The answer is: yes, sort of:

This prototype offers a simple web interface where you can ask questions about immigration statistics published by the Home Office. In the animation above, I asked two relatively simple questions and it gave confident answers — but did it get them right?

How many people claimed asylum in 2022? The prototype answers: “89,398 people claimed asylum in 2022,” which matches the official count.

How many people from Afghanistan were granted family reunion visas in 2021 and 2022? The prototype says: 381 people. We’ll have to delve into the Home Office’s data tables to check this… After a minute or two of wrangling with Excel, we get the same answer:

Source: Family reunion visa grants / Home Office.

That’s two out of two correct. Very impressive so far (especially since this prototype is only about 30 lines of code), but how does it fare with nuance and complexity?

It struggles with more complicated questions

I asked it: “How many people claimed asylum last year?” Instead of specifying a particular year, this question requires the AI to figure out what year it is and work backwards. It turns out my fairly simple implementation struggles with this because it thinks we’re in 2021 (possibly because the underlying technology only knows about the world up to 2021), so gives the answer for the year 2020.

A more complex request like “Calculate the annual grant rates for people claiming asylum from Afghanistan over the last five years” causes the prototype to throw up a baroque error message. But for quite an interesting reason (read on to find out why…).

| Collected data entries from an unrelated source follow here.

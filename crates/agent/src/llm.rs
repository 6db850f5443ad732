//! Helpers shared by every executor that talks to a completion model.

use dialectic_core::gateway::{
    CallFailure, CallGateway, CompletionRequest, CompletionTask, FailureKind, ProviderRequest,
    ProviderResponse,
};
use dialectic_core::ProviderId;
use serde::de::DeserializeOwned;
use tracing::warn;

/// Invokes the gateway and retries a transient failure exactly once.
pub async fn invoke_once_retrying(
    gateway: &dyn CallGateway,
    provider: &ProviderId,
    request: ProviderRequest,
) -> Result<ProviderResponse, CallFailure> {
    match gateway.invoke(provider, request.clone()).await {
        Err(failure) if failure.kind == FailureKind::Transient => {
            warn!(
                event_name = "agent.call.transient_retry",
                provider = %provider,
                request = request.kind(),
                error = %failure.reason,
                "transient provider failure, retrying once"
            );
            gateway.invoke(provider, request).await
        }
        other => other,
    }
}

pub async fn complete(
    gateway: &dyn CallGateway,
    provider: &ProviderId,
    task: CompletionTask,
    system: impl Into<String>,
    prompt: impl Into<String>,
) -> Result<String, CallFailure> {
    let request = ProviderRequest::Completion(CompletionRequest {
        task,
        system: system.into(),
        prompt: prompt.into(),
        json_output: false,
    });
    invoke_once_retrying(gateway, provider, request).await?.into_completion(provider)
}

/// Asks for a single JSON object and deserializes it. Unparseable replies are `Malformed`.
pub async fn complete_json<T>(
    gateway: &dyn CallGateway,
    provider: &ProviderId,
    task: CompletionTask,
    system: impl Into<String>,
    prompt: impl Into<String>,
) -> Result<T, CallFailure>
where
    T: DeserializeOwned,
{
    let request = ProviderRequest::Completion(CompletionRequest {
        task,
        system: system.into(),
        prompt: prompt.into(),
        json_output: true,
    });
    let text = invoke_once_retrying(gateway, provider, request).await?.into_completion(provider)?;
    parse_json_reply(provider, &text)
}

/// Models wrap JSON in prose or code fences often enough that we take the
/// outermost `{...}` span before parsing.
pub fn parse_json_reply<T>(provider: &ProviderId, text: &str) -> Result<T, CallFailure>
where
    T: DeserializeOwned,
{
    let trimmed = text.trim();
    let candidate = match (trimmed.find('{'), trimmed.rfind('}')) {
        (Some(start), Some(end)) if start < end => &trimmed[start..=end],
        _ => {
            return Err(CallFailure::malformed(provider, "reply did not contain a JSON object"));
        }
    };

    serde_json::from_str(candidate).map_err(|error| {
        CallFailure::malformed(provider, format!("reply was not valid JSON: {error}"))
    })
}

#[cfg(test)]
mod tests {
    use std::sync::Arc;

    use dialectic_core::gateway::{CompletionTask, FailureKind};
    use dialectic_core::ProviderId;
    use serde::Deserialize;

    use super::{complete, parse_json_reply};
    use crate::testing::{ScriptedGateway, ScriptedReply};

    #[derive(Debug, Deserialize, PartialEq)]
    struct Decision {
        decision: String,
    }

    #[test]
    fn parses_json_wrapped_in_code_fence() {
        let provider = ProviderId::new("llm");
        let text = "Here you go:\n```json\n{\"decision\": \"continue\"}\n```";

        let parsed: Decision = parse_json_reply(&provider, text).expect("parses");
        assert_eq!(parsed, Decision { decision: "continue".to_owned() });
    }

    #[test]
    fn prose_without_object_is_malformed() {
        let provider = ProviderId::new("llm");
        let error = parse_json_reply::<Decision>(&provider, "I think we should continue.")
            .expect_err("no object");
        assert_eq!(error.kind, FailureKind::Malformed);
    }

    #[tokio::test]
    async fn transient_failure_is_retried_exactly_once() {
        let gateway = Arc::new(ScriptedGateway::new());
        gateway.push(CompletionTask::Clarify, ScriptedReply::failure(FailureKind::Transient));
        gateway.push(CompletionTask::Clarify, ScriptedReply::text("second time lucky"));

        let text = complete(gateway.as_ref(), &ProviderId::new("llm"), CompletionTask::Clarify, "s", "p")
            .await
            .expect("retry succeeds");

        assert_eq!(text, "second time lucky");
        assert_eq!(gateway.calls_for_task(CompletionTask::Clarify), 2);
    }

    #[tokio::test]
    async fn second_transient_failure_is_returned() {
        let gateway = Arc::new(ScriptedGateway::new());
        gateway.push(CompletionTask::Clarify, ScriptedReply::failure(FailureKind::Transient));
        gateway.push(CompletionTask::Clarify, ScriptedReply::failure(FailureKind::Transient));
        gateway.push(CompletionTask::Clarify, ScriptedReply::text("never reached"));

        let failure =
            complete(gateway.as_ref(), &ProviderId::new("llm"), CompletionTask::Clarify, "s", "p")
                .await
                .expect_err("only one retry");

        assert_eq!(failure.kind, FailureKind::Transient);
        assert_eq!(gateway.calls_for_task(CompletionTask::Clarify), 2);
    }
}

The rest of this post is going to delve into the technical details of how I built this prototype, how it works, and how it fails. If you’re not interested in GPT, LLMs, SQL, or other fun TLAs then look away now.

How to talk to databases

This prototype is a fairly simple Python program that uses LangChain to connect OpenAI’s GPT-3.5 to a custom SQLite database containing the immigration statistics, all wrapped up in a Flask web framework.

When a user submits their question, LangChain cleverly writes a prompt offering details of the database structure, example data, and the user’s question — which it sends to a large language model of your choice and then processess the answer.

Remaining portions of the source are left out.